• [Extracted information]:

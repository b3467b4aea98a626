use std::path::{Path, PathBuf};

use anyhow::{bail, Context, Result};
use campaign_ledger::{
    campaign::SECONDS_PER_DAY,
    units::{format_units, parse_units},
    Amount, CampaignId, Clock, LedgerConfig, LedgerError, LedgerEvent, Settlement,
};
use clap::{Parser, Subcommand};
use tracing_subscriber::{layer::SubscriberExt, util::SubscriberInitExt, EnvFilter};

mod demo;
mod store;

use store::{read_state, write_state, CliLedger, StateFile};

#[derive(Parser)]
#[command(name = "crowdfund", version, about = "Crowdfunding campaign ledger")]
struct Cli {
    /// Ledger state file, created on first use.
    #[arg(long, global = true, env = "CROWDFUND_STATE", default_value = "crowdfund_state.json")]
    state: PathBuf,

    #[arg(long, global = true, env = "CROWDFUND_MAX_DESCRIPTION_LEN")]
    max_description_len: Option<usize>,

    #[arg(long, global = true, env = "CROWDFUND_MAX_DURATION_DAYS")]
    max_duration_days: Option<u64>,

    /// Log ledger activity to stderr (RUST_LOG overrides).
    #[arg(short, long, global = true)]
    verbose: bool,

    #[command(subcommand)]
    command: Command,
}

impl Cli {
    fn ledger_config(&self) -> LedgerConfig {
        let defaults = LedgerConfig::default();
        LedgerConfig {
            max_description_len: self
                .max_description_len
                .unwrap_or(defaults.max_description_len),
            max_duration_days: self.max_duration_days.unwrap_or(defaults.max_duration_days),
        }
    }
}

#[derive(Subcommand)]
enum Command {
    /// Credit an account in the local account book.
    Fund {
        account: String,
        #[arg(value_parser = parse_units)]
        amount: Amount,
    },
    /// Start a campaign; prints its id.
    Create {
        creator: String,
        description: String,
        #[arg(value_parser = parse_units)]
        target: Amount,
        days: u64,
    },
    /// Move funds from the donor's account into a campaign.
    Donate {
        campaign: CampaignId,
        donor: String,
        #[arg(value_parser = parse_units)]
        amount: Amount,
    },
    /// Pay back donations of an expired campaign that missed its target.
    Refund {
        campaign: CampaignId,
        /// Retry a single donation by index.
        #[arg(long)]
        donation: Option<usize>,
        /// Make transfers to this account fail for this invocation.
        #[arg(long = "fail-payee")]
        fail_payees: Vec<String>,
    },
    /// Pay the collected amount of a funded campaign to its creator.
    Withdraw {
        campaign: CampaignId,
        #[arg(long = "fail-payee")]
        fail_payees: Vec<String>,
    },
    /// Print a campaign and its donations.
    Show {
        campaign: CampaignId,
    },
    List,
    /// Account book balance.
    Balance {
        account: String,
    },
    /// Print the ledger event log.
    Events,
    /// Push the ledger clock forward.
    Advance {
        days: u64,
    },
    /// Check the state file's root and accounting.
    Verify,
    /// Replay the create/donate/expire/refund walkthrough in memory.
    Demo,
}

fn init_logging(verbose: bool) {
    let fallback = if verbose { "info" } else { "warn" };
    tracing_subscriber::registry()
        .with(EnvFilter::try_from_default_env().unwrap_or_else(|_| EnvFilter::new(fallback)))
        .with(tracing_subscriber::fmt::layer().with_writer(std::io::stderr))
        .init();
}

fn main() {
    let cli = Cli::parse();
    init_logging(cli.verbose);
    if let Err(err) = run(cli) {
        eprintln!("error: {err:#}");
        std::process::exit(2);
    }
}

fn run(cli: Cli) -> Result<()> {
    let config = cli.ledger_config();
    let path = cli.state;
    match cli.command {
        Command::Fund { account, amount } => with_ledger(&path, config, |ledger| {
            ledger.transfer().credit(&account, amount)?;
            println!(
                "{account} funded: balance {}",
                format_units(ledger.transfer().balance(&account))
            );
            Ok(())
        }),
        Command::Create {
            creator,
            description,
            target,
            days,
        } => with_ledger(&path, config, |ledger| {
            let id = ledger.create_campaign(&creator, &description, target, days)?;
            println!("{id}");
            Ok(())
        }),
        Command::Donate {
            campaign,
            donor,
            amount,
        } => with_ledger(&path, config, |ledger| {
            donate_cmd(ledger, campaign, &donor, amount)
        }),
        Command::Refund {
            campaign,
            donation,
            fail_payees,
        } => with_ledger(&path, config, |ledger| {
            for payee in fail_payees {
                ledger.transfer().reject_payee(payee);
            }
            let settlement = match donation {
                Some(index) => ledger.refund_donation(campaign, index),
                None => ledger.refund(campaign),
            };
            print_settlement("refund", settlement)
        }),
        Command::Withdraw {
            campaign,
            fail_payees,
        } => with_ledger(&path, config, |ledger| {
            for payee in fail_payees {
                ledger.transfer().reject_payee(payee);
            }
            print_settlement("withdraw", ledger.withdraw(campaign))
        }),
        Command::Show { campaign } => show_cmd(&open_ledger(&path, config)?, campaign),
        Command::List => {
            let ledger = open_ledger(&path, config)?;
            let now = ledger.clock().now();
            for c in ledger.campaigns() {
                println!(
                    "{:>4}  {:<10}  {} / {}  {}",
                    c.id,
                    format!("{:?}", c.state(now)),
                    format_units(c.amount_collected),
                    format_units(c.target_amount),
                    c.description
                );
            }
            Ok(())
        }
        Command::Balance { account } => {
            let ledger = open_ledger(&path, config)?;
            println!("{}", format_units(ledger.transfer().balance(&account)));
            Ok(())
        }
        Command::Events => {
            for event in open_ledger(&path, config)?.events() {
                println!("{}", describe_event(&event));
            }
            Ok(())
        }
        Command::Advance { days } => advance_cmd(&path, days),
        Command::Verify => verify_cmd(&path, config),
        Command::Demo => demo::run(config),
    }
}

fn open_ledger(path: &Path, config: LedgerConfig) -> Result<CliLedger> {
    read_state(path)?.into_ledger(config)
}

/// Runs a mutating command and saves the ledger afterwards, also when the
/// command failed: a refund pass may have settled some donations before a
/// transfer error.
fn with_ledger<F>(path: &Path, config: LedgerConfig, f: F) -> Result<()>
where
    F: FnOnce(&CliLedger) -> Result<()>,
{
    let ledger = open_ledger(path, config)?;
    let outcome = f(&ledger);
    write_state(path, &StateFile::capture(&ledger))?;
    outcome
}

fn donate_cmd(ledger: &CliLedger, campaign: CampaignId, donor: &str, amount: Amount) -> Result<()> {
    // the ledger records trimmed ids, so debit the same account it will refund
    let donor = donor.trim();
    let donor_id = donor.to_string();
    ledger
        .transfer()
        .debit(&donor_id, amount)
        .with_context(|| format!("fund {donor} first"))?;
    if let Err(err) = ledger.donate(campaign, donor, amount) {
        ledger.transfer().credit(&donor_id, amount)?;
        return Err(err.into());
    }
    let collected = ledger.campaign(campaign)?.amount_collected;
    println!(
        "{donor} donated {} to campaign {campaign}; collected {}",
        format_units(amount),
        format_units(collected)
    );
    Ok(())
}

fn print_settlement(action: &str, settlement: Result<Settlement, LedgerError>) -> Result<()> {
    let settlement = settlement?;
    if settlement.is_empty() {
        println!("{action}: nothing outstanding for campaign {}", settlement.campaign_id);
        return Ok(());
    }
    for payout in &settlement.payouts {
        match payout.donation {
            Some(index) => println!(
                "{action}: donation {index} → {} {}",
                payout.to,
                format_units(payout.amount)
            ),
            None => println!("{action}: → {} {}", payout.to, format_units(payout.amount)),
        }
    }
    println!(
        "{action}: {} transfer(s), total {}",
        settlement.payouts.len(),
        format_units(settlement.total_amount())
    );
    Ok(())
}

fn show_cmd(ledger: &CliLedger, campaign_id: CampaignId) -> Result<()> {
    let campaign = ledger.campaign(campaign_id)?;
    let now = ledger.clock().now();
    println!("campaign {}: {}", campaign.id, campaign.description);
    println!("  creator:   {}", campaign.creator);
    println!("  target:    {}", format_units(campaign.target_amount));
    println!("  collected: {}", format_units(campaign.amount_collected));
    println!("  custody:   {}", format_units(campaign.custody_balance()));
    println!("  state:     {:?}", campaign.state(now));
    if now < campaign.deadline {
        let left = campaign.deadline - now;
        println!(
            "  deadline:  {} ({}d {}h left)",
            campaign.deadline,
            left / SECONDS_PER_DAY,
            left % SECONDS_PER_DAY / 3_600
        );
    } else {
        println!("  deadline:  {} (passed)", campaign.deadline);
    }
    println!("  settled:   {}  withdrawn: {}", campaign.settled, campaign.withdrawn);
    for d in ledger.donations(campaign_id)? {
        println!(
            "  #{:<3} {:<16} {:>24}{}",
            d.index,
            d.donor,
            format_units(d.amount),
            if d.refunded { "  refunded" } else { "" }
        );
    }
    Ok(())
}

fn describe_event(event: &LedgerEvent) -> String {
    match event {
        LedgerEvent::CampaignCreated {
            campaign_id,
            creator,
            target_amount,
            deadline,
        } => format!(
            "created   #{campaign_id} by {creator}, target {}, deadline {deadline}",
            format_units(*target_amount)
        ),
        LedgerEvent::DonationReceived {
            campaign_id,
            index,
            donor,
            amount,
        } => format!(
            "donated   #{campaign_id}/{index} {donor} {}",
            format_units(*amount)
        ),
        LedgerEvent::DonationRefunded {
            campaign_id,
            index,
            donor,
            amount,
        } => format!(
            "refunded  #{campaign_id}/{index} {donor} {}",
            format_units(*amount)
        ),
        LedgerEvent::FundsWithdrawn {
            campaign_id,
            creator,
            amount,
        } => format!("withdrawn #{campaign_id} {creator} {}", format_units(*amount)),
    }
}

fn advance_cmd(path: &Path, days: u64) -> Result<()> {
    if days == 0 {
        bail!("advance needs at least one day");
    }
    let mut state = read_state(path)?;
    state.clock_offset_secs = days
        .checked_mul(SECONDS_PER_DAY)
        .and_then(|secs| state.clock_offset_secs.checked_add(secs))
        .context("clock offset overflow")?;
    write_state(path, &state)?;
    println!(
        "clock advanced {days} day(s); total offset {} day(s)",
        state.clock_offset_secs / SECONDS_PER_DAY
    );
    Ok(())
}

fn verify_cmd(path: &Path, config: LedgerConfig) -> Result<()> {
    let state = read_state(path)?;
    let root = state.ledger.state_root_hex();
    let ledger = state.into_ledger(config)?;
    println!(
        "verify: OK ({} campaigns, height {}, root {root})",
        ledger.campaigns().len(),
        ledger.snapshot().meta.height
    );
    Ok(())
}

• [Task goal]: Above are the entries; copy out every line among them that contains the word "defaults".

• [Written solution]:
        let defaults = LedgerConfig::default();
                .unwrap_or(defaults.max_description_len),
            max_duration_days: self.max_duration_days.unwrap_or(defaults.max_duration_days),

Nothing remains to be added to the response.